Thomas Thomson (4 December 1817 – 18 April 1878) was a British surgeon with the British East India Company before becoming a botanist. He was a friend of Joseph Dalton Hooker, travelled with him in Sikkim and helped write the first volume of Flora Indica. With Hooker he distributed the exsiccata-like series Herbarium Indiae orientalis.

== Life and work ==
Thomson was born in Glasgow, the son of Thomas Thomson, a chemistry professor at Glasgow University. He qualified as an M.D. at Glasgow University in 1839, and was appointed Assistant Surgeon in the Bengal Army on 21 December 1839. The classes of William Hooker made him keenly interested in botany. Reaching Calcutta in 1840 he served as a curator of the Museum of the Asiatic Society.

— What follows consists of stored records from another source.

//! Configuration System
//!
//! Loads run constants from a TOML file. Every field has a default, so a
//! file only needs to name what it changes.

use bevy_ecs::prelude::*;
use serde::Deserialize;
use std::fs;
use std::path::Path;

use crate::error::{ConfigError, SimError};

/// Default configuration file path
pub const DEFAULT_CONFIG_PATH: &str = "temperance.toml";

/// Largest grid side; cells are addressed with `i32` coordinates
pub const MAX_GRID_SIZE: u32 = i32::MAX as u32;

/// Top-level configuration structure
#[derive(Resource, Debug, Clone, Default, PartialEq, Deserialize)]
#[serde(default)]
pub struct SimConfig {
    pub world: WorldConfig,
    pub agents: AgentConfig,
    pub food: FoodConfig,
}

/// Grid parameters
#[derive(Debug, Clone, PartialEq, Deserialize)]
#[serde(default)]
pub struct WorldConfig {
    /// Side length of the square grid
    pub grid_size: u32,
}

/// Agent population and physiology
#[derive(Debug, Clone, PartialEq, Deserialize)]
#[serde(default)]
pub struct AgentConfig {
    pub count: usize,
    /// How many agents the info panel shows
    pub shown_info: usize,
    /// Vision radius; agents see a box of side `2 * vision + 1`
    pub vision: u32,
    pub starting_health: f64,
    /// Health lost every tick
    pub metabolism: f64,
    /// Social pressure gained per witnessed meal
    pub social_pressure_step: f64,
}

/// Food patches
#[derive(Debug, Clone, PartialEq, Deserialize)]
#[serde(default)]
pub struct FoodConfig {
    pub count: usize,
    /// Ticks a consumed patch stays empty
    pub regrowth_ticks: u32,
}

impl Default for WorldConfig {
    fn default() -> Self {
        Self { grid_size: 5 }
    }
}

impl Default for AgentConfig {
    fn default() -> Self {
        Self {
            count: 3,
            shown_info: 1,
            vision: 2,
            starting_health: 10.0,
            metabolism: 0.5,
            social_pressure_step: 0.2,
        }
    }
}

impl Default for FoodConfig {
    fn default() -> Self {
        Self {
            count: 5,
            regrowth_ticks: 3,
        }
    }
}

impl SimConfig {
    /// Load configuration from a TOML file
    pub fn load(path: impl AsRef<Path>) -> Result<Self, ConfigError> {
        let content = fs::read_to_string(path.as_ref())?;
        Self::from_toml(&content)
    }

    pub fn from_toml(content: &str) -> Result<Self, ConfigError> {
        Ok(toml::from_str(content)?)
    }

    /// Load configuration from default path, or use defaults if not found
    pub fn load_or_default() -> Self {
        Self::load(DEFAULT_CONFIG_PATH).unwrap_or_else(|e| {
            tracing::warn!("Could not load {}: {}. Using defaults.", DEFAULT_CONFIG_PATH, e);
            Self::default()
        })
    }

    /// Reject any constant that is not strictly positive, and a grid too
    /// wide for signed cell coordinates.
    ///
    /// Whether the counts fit on the grid is left to placement, which
    /// reports `PlacementExhausted`.
    pub fn validate(&self) -> Result<(), SimError> {
        positive_int("world.grid_size", self.world.grid_size as u64)?;
        if self.world.grid_size > MAX_GRID_SIZE {
            return Err(SimError::InvalidConfiguration {
                field: "world.grid_size",
                value: self.world.grid_size.to_string(),
                reason: "must fit a signed 32-bit coordinate",
            });
        }
        positive_int("agents.count", self.agents.count as u64)?;
        positive_int("agents.shown_info", self.agents.shown_info as u64)?;
        positive_int("agents.vision", self.agents.vision as u64)?;
        positive_real("agents.starting_health", self.agents.starting_health)?;
        positive_real("agents.metabolism", self.agents.metabolism)?;
        positive_real("agents.social_pressure_step", self.agents.social_pressure_step)?;
        positive_int("food.count", self.food.count as u64)?;
        positive_int("food.regrowth_ticks", self.food.regrowth_ticks as u64)?;
        Ok(())
    }
}

fn positive_int(field: &'static str, value: u64) -> Result<(), SimError> {
    if value == 0 {
        return Err(SimError::InvalidConfiguration {
            field,
            value: value.to_string(),
            reason: "must be positive",
        });
    }
    Ok(())
}

fn positive_real(field: &'static str, value: f64) -> Result<(), SimError> {
    // NaN fails this comparison too
    if !(value > 0.0) {
        return Err(SimError::InvalidConfiguration {
            field,
            value: value.to_string(),
            reason: "must be positive",
        });
    }
    Ok(())
}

Shortly after reaching India he served during the campaign in Afghanistan 1839-1842. He was present at the capture of Ghazni in 1839, and was taken prisoner at Ghazni in March 1842, and taken to be sold as slaves in Bokhara, but escaped by bribing the Afghan captors on 21 September 1842. He served in the Sutlej campaign, 1845–46, being present at Firuzshahr, and in the second Sikh war, 1848–49.

During 1847–48, Thomson served on the Kashmir Boundary Commission under the leadership of Alexander Cunningham. (Henry Strachey was the other commissioner.) Thomson explored the northern frontier of Kashmir, along the Karakoram Range.

He was promoted to Surgeon on 1 December 1853 and Surgeon Major on 21 December 1859.

In 1854, he became Superintendent of the Honourable East India Company's Botanic Garden at Calcutta and was the Naturalist to and Member of the Tibet Mission. He was appointed a Fellow of the Royal Society in 1855 and returned invalid to England in 1861 and retired on 25 September 1863. He briefly visited India as an interpreter for the eclipse expedition of 1871. In 1866, he was awarded the Royal Geographical Society's Founder's Medal. He was a fellow of the Linnean Society from 1852.

He lived in Kew for a while and later Maidstone, and died in London, England, on 18 April 1878.